Sakela is the biggest festival, Kirats of Nepal celebrate. Ubhauli and Udhauli are the two main festivals of Sakela. Ubhauli means upward and Udhauli is downward.
According to the Holy book of Kirat 'Mundhum', a year of 365 days is divided into two phases Ubhauli (going up) and Udhauli (going down). The birds migrates from one place from other in these period as well in old days people used to move uphill and downhill during these seasons.
Every year Ubhauli is celebrated on Baishak Sulka Purnima. It is on same day of Bhuddha purnima or Bhuddha Jayanti.
This year Sakela Ubhauli is in Baisakh 31, 2071. It is on 14th May 2014 in English calendar.
Traditionally the Kirat people used to climb up to the mountains in summer to avoid the heat and malaria (epidemic) after performing the Ubhauli rituals. During these traditional rituals they worship their ancestors and nature, seeking better wealth and crops. At the start of winter with similar rituals for Udhauli they used to move down the hill.
The Kirat have strong belief in dead ancestors and the nature. They believe ancestors would get angry when they are not properly worshipped. These rituals are practice same way these days too. However, practice or trend of climbing up and down during summer and winter has been stopped these days.

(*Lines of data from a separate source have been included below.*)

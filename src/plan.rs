use std::path::Path;
use std::str::FromStr;

use serde::{Deserialize, Serialize};

use crate::error::PlanError;
use crate::operation::{
    DownloadMode, Filter, Key, Operation, OperationDescriptor as Op, UploadMode,
};

const THOUSAND: u64 = 1_000;
const MILLION: u64 = 1_000_000;

/// Size of the insert-many batch that seeds the collection.
#[derive(Debug, Clone, Copy, Default, PartialEq, Eq, Serialize, Deserialize)]
#[serde(rename_all = "snake_case")]
pub enum Scale {
    #[default]
    Thousand,
    Million,
}

impl Scale {
    pub fn count(self) -> u64 {
        match self {
            Scale::Thousand => THOUSAND,
            Scale::Million => MILLION,
        }
    }

    fn label(self) -> &'static str {
        match self {
            Scale::Thousand => "Thousand",
            Scale::Million => "Million",
        }
    }
}

impl FromStr for Scale {
    type Err = String;

    fn from_str(s: &str) -> Result<Self, Self::Err> {
        match s.to_ascii_lowercase().as_str() {
            "thousand" | "1000" => Ok(Scale::Thousand),
            "million" | "1000000" => Ok(Scale::Million),
            other => Err(format!("unknown scale '{}', expected thousand or million", other)),
        }
    }
}

/// Ordered descriptors for one session. Order is part of what is measured: lookups
/// depend on the inserts before them, indexed finds on the index created before them.
#[derive(Debug, Clone, PartialEq, Eq, Serialize, Deserialize)]
pub struct Plan {
    pub name: String,
    pub descriptors: Vec<Op>,
}

impl Plan {
    pub fn new(name: impl Into<String>) -> Self {
        Plan {
            name: name.into(),
            descriptors: Vec::new(),
        }
    }

    pub fn then(mut self, descriptor: Op) -> Self {
        self.descriptors.push(descriptor);
        self
    }

    pub fn iter(&self) -> impl Iterator<Item = &Op> {
        self.descriptors.iter()
    }

    pub fn len(&self) -> usize {
        self.descriptors.len()
    }

    pub fn is_empty(&self) -> bool {
        self.descriptors.is_empty()
    }

    pub fn names(&self) -> Vec<&str> {
        self.descriptors.iter().map(|d| d.name.as_str()).collect()
    }

    /// The default suite: seed the collection, update and look up every key, range
    /// queries over an index, then the GridFS round trip.
    pub fn standard(scale: Scale) -> Self {
        let n = THOUSAND;
        Plan::new(format!("standard-{}", scale.label().to_ascii_lowercase()))
            .then(reset())
            .then(insert_many(scale))
            .then(Op::new("UpdateOne", Operation::UpdateOne { key: Key::Sequential }).repeat(n))
            .then(find_by_id(false).repeat(n))
            .then(find_by_id(true).repeat(n))
            .then(find_updated(false).with_index("updated").repeat(n))
            .then(find_updated(true).repeat(n))
            .then(Op::new("DeleteAll", Operation::DropCollection))
            .then(upload(UploadMode::FromStream).repeat(n))
            .then(download(DownloadMode::ToBuffer).repeat(n))
            .then(drop_bucket())
    }

    /// Every benchmark variant, including the ones the standard suite leaves out.
    pub fn full(scale: Scale) -> Self {
        let n = THOUSAND;
        Plan::new(format!("full-{}", scale.label().to_ascii_lowercase()))
            .then(reset())
            .then(Op::new("InsertOne", Operation::InsertOne { key: Key::Fixed("fafa0".into()) }))
            .then(insert_many(scale))
            .then(Op::new("UpdateOne", Operation::UpdateOne { key: Key::Sequential }).repeat(n))
            .then(Op::new("UpdateMany", Operation::UpdateMany { filter: Filter::All }))
            .then(Op::new("FindOne", Operation::FindOne { filter: Filter::All, decode: false }))
            .then(find_by_id(false).repeat(n))
            .then(find_by_id(true).repeat(n))
            .then(find_updated(false).with_index("updated").repeat(n))
            .then(find_updated(true).repeat(n))
            .then(Op::new(
                "FindAll",
                Operation::FindMany { filter: Filter::All, hint: None, decode: false },
            ))
            .then(Op::new("DeleteOne", Operation::DeleteOne { filter: Filter::Updated }))
            .then(Op::new("DeleteMany", Operation::DeleteMany { filter: Filter::All }))
            .then(Op::new("DeleteAll", Operation::DropCollection))
            .then(upload(UploadMode::FromStream).repeat(n))
            .then(upload(UploadMode::OpenStream).repeat(n))
            .then(download(DownloadMode::ToBuffer).repeat(n))
            .then(download(DownloadMode::OpenStream).repeat(n))
            .then(drop_bucket())
    }

    pub fn from_json_file(path: &Path) -> Result<Self, PlanError> {
        let text = std::fs::read_to_string(path)?;
        Ok(serde_json::from_str(&text)?)
    }
}

// Residual data from an earlier run would make the seeding insert fail on duplicate keys.
fn reset() -> Op {
    Op::new("ResetCollection", Operation::DropCollection)
}

fn insert_many(scale: Scale) -> Op {
    Op::new(
        format!("InsertMany{}", scale.label()),
        Operation::InsertMany { count: scale.count() },
    )
}

fn find_by_id(decode: bool) -> Op {
    let name = if decode {
        "FindOneByIdWithDeserialization"
    } else {
        "FindOneByIdWithoutDeserialization"
    };
    Op::new(name, Operation::FindById { key: Key::Sequential, decode })
}

fn find_updated(decode: bool) -> Op {
    let name = if decode {
        "FindManyUsingIndexWithDeserialization"
    } else {
        "FindManyUsingIndexWithoutDeserialization"
    };
    Op::new(
        name,
        Operation::FindMany {
            filter: Filter::Updated,
            hint: Some("updated".into()),
            decode,
        },
    )
}

fn upload(mode: UploadMode) -> Op {
    let name = match mode {
        UploadMode::FromStream => "GridFSUploadFromStream",
        UploadMode::OpenStream => "GridFSUploadOpeningUploadStream",
    };
    Op::new(name, Operation::BlobUpload { mode })
}

fn download(mode: DownloadMode) -> Op {
    let name = match mode {
        DownloadMode::ToBuffer => "GridFSSearchAndDownloadToBuffer",
        DownloadMode::OpenStream => "GridFSSearchAndDownloadOpeningStream",
    };
    Op::new(name, Operation::BlobDownload { mode })
}

// A bucket that cannot be dropped leaves later measurements on stale blobs.
fn drop_bucket() -> Op {
    Op::new("ClearGridFS", Operation::DropBucket).fatal()
}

In the history of Nepal Kirats are noted to be the first rulers. King Yalamber, the Kirat King was the first King of Nepal. Kirati live mainly in two different parts of Nepal. They are called Wallo and Pallo Kirat. Wallo Kirat is the Western areas of Arun River. Pallo Kirat is the Eastern part of Arun River. Arun River is on the eastern part of Nepal. Mechi and Koshi zones of Nepal are also highly habituated with Kirat population.
Sunuwar (the people who inhabit the region westward of River Sun Koshi),Khumbu or Khambu (also known as Rai), Limbu (also known as Yakthumba or Subba) and Yakkha (also known as Dewan or Zimdar) are generally called Kirati.
The greatest events of this festival are the Sakela Ubhauli dance. A large mass of people of different ages wear traditional dresses and perform dance together in circle. Male leader known as Silimangpa and female leader called Silimangma control the dance and other follow them.
The dance style known as Silli reflects different aspects of human life and human relation with nature. This dancing ritual starts with the Chula puja. Chula is Kitchen, the source of food and life.
The main leader Nakchhong performs a ritual where a hen is sacrificed in a sacred place known as Sakela Than (place), which is usually under a sacred tree.
After the completion of the pooja, Nakchhong give signal to start the dance. He himself starts to dance to offer others to dance. Silimangpa and Silimangma guide the dance Silies according to the beat of the dhol and Jhyamta. Dhol and Jhyamta are Nepali tradition musical Instruments.
Please refer page Nepali Musical Instrument to know more about Nepali Musical Instruments.
According to Kirat Mythology Paruhang lived in Heaven. One day he saw beautiful girl named Sumnima walking in the earth and fell in love with her. He made a beautiful comb and gifted it to Sumnima. They both got married. After Sumnima gave birth to four children Paruhang left his family to live in the hut on the bank of Dudhkoshi River and did not return for a long time. One day while searching for food Sumnima found a creeper. She tasted the creeper and found it to be full of power and happiness. She then made a Buti out of it. The buti has high power. Whenever anybody put the buti on he/she used to talk only truth.
One day all of sudden Paruhang came back. He tried to console Sumnima but she did not believe him. So in order to get truth from him Sumnima asked him to put on the buti. With the help of Buti Sumnima knew that Paruhang was looking at the heaven and earth from the top of Chomolongma (Mt. Everest). She also knew that he was meditating and visited entire universe, he then promised never to leave her again. This made Sumnima very happy. To express her joy she started to dance.
The dance of Sumnima became the great Sakela Dance. To protect this tradition people dance to find their true love of their life.
The dance have steps similar to the steps of Ducks (hans), River bird (dhobi chara), Black Bird (Kalchuda), Deer (Mirga), Musk deer (kasturi mirga) and other animals.
Nakchhong, the main guy, narrates the mundhum and tells all the stories through dancing these steps and reciting how their ancestors travelled through Dudh Koshi, Sun Koshi, and Tama Koshi and finally settled in the bank of Bhote Koshi River.